▶ _WORK TASK_
Your answer should be one number: the count of lines in these entries that hold the word "parents".

------ SUPPLIED INFORMATION ------

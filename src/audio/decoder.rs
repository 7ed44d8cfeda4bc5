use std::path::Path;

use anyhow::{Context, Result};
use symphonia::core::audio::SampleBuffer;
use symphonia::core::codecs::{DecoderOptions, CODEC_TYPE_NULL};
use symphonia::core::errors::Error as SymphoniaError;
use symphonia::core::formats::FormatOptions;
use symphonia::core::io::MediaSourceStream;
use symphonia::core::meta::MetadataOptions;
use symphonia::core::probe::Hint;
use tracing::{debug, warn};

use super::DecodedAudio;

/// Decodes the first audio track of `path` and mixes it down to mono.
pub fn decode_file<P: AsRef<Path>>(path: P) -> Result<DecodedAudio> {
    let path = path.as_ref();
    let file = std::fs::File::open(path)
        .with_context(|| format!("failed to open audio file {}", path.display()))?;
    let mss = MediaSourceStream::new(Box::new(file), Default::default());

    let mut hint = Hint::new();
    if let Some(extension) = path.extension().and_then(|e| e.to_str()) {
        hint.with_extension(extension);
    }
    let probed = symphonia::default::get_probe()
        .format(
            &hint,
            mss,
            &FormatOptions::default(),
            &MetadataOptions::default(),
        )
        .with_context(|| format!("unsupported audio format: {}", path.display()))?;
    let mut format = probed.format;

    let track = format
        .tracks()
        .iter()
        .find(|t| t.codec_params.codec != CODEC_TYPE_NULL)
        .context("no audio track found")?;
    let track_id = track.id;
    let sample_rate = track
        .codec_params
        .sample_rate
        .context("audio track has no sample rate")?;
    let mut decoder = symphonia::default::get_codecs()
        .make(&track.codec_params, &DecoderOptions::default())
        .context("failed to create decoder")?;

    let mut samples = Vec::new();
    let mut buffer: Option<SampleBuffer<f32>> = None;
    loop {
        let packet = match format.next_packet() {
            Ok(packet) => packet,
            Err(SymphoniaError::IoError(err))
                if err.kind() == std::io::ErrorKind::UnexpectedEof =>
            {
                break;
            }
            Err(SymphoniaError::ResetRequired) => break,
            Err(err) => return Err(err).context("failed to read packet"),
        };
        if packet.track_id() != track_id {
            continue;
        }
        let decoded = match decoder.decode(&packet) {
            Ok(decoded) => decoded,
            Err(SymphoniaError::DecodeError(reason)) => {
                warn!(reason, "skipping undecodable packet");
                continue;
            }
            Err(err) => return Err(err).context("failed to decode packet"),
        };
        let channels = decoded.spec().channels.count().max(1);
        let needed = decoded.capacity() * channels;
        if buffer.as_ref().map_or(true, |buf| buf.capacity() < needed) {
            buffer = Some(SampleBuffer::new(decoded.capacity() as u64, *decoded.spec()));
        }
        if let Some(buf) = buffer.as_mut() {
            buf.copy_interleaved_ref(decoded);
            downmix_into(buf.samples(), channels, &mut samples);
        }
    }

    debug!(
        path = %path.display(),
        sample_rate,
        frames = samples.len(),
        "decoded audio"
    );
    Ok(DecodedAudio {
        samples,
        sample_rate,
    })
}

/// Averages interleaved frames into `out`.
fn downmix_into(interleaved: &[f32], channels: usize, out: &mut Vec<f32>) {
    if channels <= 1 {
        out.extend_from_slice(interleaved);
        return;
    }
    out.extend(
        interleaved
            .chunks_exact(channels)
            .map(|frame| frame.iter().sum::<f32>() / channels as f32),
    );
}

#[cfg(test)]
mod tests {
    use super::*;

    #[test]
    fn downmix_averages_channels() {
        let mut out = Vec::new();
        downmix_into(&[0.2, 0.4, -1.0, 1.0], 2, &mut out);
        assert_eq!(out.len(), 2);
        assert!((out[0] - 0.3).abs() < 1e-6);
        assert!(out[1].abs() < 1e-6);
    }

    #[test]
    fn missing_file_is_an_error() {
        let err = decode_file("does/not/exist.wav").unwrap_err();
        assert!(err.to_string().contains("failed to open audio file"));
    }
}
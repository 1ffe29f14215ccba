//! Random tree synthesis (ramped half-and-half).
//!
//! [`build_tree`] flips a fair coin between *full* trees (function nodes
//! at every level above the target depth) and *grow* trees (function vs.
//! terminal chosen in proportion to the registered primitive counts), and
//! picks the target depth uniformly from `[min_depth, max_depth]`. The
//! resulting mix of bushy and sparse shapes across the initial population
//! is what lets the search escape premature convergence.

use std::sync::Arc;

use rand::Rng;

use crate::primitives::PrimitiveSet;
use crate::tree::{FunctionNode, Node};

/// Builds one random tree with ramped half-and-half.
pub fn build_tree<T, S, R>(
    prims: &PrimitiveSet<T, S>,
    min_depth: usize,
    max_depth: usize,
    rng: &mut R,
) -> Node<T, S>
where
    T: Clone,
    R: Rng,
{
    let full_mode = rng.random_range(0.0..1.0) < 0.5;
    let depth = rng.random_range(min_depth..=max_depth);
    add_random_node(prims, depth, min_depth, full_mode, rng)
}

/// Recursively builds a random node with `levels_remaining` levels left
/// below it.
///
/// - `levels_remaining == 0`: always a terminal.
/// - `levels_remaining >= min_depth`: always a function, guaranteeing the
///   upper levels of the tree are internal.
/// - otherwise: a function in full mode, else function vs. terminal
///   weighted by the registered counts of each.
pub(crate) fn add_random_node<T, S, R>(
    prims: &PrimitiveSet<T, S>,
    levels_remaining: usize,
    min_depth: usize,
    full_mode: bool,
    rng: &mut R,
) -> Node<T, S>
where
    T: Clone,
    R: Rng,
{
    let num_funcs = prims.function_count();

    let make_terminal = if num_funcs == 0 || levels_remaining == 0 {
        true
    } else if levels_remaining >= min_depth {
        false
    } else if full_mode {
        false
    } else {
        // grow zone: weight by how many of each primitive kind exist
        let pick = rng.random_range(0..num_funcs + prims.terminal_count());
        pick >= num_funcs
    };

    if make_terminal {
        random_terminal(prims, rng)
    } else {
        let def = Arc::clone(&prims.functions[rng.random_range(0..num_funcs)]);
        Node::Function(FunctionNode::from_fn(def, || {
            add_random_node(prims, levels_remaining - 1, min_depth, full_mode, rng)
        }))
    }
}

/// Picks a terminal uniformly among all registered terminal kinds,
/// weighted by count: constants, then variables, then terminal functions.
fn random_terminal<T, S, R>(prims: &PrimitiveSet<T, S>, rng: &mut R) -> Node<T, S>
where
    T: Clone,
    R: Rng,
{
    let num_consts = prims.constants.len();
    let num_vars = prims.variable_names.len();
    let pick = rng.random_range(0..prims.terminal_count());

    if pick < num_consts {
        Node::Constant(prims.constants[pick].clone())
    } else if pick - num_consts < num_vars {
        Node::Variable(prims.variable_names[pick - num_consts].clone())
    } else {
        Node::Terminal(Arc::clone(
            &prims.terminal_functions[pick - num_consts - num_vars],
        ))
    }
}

------
------ SUPPLIED INFORMATION ------

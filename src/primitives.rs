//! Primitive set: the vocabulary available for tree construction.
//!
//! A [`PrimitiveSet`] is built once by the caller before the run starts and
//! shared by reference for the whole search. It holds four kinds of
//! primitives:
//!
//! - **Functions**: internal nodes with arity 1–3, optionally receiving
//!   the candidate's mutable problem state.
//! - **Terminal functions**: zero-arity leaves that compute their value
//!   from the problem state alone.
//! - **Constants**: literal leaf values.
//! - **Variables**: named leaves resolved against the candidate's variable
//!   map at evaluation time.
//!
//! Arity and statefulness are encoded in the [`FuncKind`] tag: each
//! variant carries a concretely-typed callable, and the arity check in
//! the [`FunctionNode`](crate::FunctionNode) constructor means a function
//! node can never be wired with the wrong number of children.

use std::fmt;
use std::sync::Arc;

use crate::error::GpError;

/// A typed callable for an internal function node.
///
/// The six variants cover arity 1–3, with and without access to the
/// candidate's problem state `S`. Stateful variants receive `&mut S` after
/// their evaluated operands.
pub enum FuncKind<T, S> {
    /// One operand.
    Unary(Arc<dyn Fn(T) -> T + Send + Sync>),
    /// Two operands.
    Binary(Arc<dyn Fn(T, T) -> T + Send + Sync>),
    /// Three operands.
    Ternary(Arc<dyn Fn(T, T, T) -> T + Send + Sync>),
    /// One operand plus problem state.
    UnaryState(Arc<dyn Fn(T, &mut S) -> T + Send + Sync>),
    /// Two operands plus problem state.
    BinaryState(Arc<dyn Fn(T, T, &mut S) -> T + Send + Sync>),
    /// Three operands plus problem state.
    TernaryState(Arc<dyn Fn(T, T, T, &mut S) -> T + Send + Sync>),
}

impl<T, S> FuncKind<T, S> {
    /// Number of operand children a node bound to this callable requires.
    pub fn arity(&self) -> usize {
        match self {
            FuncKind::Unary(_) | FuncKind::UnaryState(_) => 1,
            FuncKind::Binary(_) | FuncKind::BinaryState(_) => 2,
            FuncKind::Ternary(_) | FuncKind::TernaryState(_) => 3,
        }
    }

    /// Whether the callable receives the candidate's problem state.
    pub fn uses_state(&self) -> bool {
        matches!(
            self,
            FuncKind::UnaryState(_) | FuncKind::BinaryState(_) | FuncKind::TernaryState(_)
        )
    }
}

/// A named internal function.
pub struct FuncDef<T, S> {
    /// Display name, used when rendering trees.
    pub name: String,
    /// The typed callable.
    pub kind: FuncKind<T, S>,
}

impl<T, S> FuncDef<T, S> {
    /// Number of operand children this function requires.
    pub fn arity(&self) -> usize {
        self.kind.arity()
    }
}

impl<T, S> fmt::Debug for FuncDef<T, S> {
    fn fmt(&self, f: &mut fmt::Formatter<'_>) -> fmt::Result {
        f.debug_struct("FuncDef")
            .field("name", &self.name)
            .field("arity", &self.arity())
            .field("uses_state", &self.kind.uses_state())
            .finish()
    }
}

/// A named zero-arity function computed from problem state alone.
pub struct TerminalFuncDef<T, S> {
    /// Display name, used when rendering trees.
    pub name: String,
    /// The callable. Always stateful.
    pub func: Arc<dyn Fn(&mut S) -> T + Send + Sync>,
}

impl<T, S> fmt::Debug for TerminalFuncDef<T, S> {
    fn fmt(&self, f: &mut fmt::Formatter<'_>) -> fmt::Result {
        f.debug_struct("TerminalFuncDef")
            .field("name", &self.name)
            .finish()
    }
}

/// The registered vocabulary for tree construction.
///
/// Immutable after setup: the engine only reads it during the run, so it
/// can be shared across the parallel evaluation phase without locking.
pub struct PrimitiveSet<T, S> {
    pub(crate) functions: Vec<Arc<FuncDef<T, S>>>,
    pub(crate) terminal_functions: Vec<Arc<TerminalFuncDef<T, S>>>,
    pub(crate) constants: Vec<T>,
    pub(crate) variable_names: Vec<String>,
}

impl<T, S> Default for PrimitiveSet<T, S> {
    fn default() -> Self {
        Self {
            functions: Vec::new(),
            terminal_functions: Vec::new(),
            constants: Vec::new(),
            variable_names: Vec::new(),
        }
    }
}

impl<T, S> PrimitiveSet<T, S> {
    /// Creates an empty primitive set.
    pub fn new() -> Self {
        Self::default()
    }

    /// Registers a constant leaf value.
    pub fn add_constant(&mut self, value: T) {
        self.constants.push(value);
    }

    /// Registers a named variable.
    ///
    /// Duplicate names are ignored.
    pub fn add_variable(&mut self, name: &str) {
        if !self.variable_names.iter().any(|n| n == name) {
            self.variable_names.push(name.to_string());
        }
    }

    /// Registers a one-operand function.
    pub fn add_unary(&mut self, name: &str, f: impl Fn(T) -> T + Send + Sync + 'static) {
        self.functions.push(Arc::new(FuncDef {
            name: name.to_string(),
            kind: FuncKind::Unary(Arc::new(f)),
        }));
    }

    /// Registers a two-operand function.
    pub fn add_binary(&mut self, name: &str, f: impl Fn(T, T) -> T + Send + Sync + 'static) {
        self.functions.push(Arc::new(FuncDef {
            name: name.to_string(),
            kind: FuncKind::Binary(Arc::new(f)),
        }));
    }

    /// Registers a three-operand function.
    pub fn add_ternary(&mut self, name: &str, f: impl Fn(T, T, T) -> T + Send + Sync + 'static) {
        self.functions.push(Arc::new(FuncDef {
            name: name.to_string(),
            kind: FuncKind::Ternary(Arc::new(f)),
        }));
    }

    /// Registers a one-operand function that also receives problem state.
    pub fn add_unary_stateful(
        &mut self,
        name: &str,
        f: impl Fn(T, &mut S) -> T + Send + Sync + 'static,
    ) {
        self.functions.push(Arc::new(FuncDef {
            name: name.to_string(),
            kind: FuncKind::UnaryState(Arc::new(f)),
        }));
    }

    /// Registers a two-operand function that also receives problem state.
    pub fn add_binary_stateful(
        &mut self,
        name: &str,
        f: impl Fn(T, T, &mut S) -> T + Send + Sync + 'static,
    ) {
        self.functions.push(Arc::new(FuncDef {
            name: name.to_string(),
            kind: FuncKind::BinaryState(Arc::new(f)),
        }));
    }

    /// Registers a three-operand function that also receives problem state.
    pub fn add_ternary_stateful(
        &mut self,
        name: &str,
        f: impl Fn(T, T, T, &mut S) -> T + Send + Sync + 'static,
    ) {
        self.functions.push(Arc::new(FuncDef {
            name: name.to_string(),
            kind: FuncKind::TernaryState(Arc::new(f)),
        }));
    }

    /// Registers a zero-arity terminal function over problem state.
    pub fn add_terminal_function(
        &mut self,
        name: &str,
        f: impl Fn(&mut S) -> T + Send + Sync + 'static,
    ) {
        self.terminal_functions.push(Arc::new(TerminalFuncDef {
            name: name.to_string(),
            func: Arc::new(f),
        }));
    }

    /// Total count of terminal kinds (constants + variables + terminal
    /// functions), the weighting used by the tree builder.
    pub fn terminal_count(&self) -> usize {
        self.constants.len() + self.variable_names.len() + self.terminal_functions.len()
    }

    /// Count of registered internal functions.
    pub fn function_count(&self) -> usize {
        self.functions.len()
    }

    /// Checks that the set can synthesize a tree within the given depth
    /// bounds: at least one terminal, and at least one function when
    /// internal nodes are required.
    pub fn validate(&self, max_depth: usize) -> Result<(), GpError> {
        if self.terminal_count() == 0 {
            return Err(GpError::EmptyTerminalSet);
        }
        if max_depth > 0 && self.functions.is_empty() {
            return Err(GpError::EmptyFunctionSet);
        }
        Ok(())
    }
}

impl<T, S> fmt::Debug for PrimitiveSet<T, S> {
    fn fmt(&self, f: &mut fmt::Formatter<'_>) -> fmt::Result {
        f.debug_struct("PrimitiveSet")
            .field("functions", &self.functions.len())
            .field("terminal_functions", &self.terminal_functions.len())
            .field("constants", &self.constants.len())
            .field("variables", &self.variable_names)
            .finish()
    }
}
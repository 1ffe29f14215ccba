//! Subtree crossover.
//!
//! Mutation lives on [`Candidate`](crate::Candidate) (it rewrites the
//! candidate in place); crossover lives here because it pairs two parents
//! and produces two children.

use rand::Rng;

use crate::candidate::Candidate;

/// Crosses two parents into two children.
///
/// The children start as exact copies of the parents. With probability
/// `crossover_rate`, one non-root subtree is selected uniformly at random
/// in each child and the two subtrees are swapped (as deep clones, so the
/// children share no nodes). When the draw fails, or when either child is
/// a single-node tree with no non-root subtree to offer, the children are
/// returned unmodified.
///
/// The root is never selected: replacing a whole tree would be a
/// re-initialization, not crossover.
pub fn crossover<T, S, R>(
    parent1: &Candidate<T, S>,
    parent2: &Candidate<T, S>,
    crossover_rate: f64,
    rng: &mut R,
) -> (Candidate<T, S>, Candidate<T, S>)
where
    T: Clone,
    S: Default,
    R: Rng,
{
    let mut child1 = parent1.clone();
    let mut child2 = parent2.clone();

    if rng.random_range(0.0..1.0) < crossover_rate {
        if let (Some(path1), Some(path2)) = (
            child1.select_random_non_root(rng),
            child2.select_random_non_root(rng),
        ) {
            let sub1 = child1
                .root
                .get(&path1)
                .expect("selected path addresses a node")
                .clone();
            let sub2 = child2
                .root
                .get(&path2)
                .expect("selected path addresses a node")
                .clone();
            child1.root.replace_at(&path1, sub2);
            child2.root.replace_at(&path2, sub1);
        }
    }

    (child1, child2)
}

------
------ SUPPLIED INFORMATION ------

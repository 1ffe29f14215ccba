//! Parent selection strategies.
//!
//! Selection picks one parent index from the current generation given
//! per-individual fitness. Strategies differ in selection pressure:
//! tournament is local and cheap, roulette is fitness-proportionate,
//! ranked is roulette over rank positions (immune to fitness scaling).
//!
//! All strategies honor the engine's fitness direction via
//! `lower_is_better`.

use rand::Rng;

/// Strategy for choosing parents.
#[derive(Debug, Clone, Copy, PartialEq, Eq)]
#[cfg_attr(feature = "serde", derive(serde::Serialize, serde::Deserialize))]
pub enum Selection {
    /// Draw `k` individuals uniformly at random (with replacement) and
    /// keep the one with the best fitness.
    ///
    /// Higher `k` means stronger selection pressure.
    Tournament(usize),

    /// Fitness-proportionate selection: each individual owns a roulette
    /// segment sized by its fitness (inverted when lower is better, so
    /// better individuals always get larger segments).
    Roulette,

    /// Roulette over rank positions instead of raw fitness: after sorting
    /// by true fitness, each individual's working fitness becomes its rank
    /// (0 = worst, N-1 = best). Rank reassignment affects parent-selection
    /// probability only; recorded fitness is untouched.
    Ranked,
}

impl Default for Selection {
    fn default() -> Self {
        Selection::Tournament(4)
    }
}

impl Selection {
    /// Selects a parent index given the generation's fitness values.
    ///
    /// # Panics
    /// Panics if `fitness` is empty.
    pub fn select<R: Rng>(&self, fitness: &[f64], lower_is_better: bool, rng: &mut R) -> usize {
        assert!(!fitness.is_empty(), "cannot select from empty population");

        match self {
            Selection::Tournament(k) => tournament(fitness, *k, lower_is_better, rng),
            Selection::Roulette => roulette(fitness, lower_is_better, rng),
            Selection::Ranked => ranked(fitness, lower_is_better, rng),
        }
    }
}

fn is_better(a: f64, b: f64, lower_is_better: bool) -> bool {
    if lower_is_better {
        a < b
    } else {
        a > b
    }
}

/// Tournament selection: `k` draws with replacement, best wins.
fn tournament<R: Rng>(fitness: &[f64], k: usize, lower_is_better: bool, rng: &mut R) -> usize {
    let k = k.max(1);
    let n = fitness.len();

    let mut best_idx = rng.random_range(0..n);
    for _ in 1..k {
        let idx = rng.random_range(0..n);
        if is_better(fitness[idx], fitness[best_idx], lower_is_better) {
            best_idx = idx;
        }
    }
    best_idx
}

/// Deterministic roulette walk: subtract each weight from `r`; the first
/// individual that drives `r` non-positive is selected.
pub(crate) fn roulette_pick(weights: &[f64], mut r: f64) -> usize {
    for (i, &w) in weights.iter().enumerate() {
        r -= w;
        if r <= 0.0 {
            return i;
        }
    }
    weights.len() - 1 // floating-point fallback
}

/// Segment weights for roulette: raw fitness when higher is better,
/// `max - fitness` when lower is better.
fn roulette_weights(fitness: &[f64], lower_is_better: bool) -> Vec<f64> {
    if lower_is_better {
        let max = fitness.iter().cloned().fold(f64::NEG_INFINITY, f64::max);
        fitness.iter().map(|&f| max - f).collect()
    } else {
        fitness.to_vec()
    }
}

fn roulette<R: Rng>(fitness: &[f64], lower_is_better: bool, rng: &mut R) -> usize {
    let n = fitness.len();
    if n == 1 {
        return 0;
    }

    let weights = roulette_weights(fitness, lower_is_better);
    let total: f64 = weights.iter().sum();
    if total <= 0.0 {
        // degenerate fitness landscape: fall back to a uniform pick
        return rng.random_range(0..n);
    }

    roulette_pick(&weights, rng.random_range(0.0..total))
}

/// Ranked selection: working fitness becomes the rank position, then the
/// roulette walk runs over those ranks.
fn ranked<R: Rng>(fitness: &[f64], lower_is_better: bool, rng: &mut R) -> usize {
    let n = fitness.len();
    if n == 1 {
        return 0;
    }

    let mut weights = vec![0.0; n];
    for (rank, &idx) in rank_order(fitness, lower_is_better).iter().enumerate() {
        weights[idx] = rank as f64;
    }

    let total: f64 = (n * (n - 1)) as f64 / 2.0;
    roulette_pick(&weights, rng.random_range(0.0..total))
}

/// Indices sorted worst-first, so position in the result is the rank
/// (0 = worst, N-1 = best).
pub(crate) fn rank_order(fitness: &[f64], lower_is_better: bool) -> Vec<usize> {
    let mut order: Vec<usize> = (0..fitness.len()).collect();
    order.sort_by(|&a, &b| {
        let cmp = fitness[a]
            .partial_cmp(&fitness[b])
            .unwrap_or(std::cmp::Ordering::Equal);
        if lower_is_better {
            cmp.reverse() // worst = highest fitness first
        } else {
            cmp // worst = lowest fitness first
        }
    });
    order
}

------

▶ _COMPLETED TASK_
4